▶ [What the task requires]:
Below are the entries; tally the lines holding the string "pending" and give only that figure.

━━ Input data

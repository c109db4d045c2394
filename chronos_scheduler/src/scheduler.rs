use async_trait::async_trait;
use chronos_models::reminder::{Reminder, ReminderFireTime, ReminderId};
use thiserror::Error;

use crate::delivery::NotificationPayload;

#[derive(Debug, Error)]
pub enum SchedulingError {
    #[error("Firing time is not in the future (delay {delay_ms} ms)")]
    InPast { delay_ms: i64 },

    #[error("Exact alarm capability is not granted")]
    ExactAlarmDenied,
}

#[derive(Debug, Clone)]
pub struct ArmRequest {
    pub reminder_id: ReminderId,
    pub fire_at: ReminderFireTime,
    pub payload: NotificationPayload,
}

impl ArmRequest {
    pub fn for_reminder(reminder: &Reminder) -> Self {
        Self {
            reminder_id: reminder.id.clone(),
            fire_at: reminder.fire_at,
            payload: NotificationPayload {
                title: reminder.title.clone(),
                notes: reminder.notes.clone(),
            },
        }
    }
}

/// One-shot timers, at most one armed per alarm key.
#[async_trait]
pub trait AlarmScheduler: Send + Sync + 'static {
    /// Registers a timer, replacing any pending one for the same key.
    async fn arm(&self, request: ArmRequest) -> Result<(), SchedulingError>;

    /// Removes a pending timer. Cancelling an unknown id does nothing.
    async fn cancel(&self, reminder_id: &str);

    async fn armed(&self) -> Vec<ReminderId>;
}
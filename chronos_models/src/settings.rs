use std::path::PathBuf;

use serde::Deserialize;

#[derive(Deserialize, Debug, Clone)]
pub struct AccountSettings {
    pub token: String,
    pub uid: String,
    pub display_name: Option<String>,
    pub email: Option<String>,
}

#[derive(Deserialize, Debug, Clone, Default)]
#[serde(default)]
pub struct AuthSettings {
    pub accounts: Vec<AccountSettings>,
}

#[derive(Deserialize, Debug, Clone)]
#[serde(default)]
pub struct StoreSettings {
    pub database_url: String,
    /// How long the live reminder sequence stays subscribed after its last observer detaches.
    pub subscription_grace_ms: u64,
}

impl Default for StoreSettings {
    fn default() -> Self {
        Self {
            database_url: "sqlite://chronos.db?mode=rwc".to_string(),
            subscription_grace_ms: 5000,
        }
    }
}

#[derive(Deserialize, Debug, Clone)]
#[serde(default)]
pub struct ImageSettings {
    pub root: PathBuf,
}

impl Default for ImageSettings {
    fn default() -> Self {
        Self {
            root: PathBuf::from("data"),
        }
    }
}

#[derive(Deserialize, Debug, Clone)]
#[serde(default)]
pub struct GreetingSettings {
    pub base_url: String,
}

impl Default for GreetingSettings {
    fn default() -> Self {
        Self {
            base_url: "https://text.pollinations.ai".to_string(),
        }
    }
}

#[derive(Deserialize, Debug, Clone)]
#[serde(default)]
pub struct SchedulerSettings {
    pub default_offset_ms: i64,
    pub exact_alarms: bool,
    pub post_notifications: bool,
}

impl Default for SchedulerSettings {
    fn default() -> Self {
        Self {
            default_offset_ms: 60 * 1000,
            exact_alarms: true,
            post_notifications: true,
        }
    }
}

#[derive(Deserialize, Debug, Clone)]
#[serde(default)]
pub struct DisplaySettings {
    pub timezone: String,
}

impl Default for DisplaySettings {
    fn default() -> Self {
        Self {
            timezone: "UTC".to_string(),
        }
    }
}

#[derive(Deserialize, Debug, Clone)]
#[serde(default)]
pub struct ConnectivitySettings {
    pub host: String,
    pub interval_ms: u64,
    pub timeout_ms: u64,
}

impl Default for ConnectivitySettings {
    fn default() -> Self {
        Self {
            host: "text.pollinations.ai:443".to_string(),
            interval_ms: 10_000,
            timeout_ms: 3000,
        }
    }
}

#[derive(Deserialize, Debug, Clone, Default)]
#[serde(default)]
pub struct Settings {
    pub auth: AuthSettings,
    pub store: StoreSettings,
    pub images: ImageSettings,
    pub greeting: GreetingSettings,
    pub scheduler: SchedulerSettings,
    pub display: DisplaySettings,
    pub connectivity: ConnectivitySettings,
}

━━━━

▶ [Task response]:
2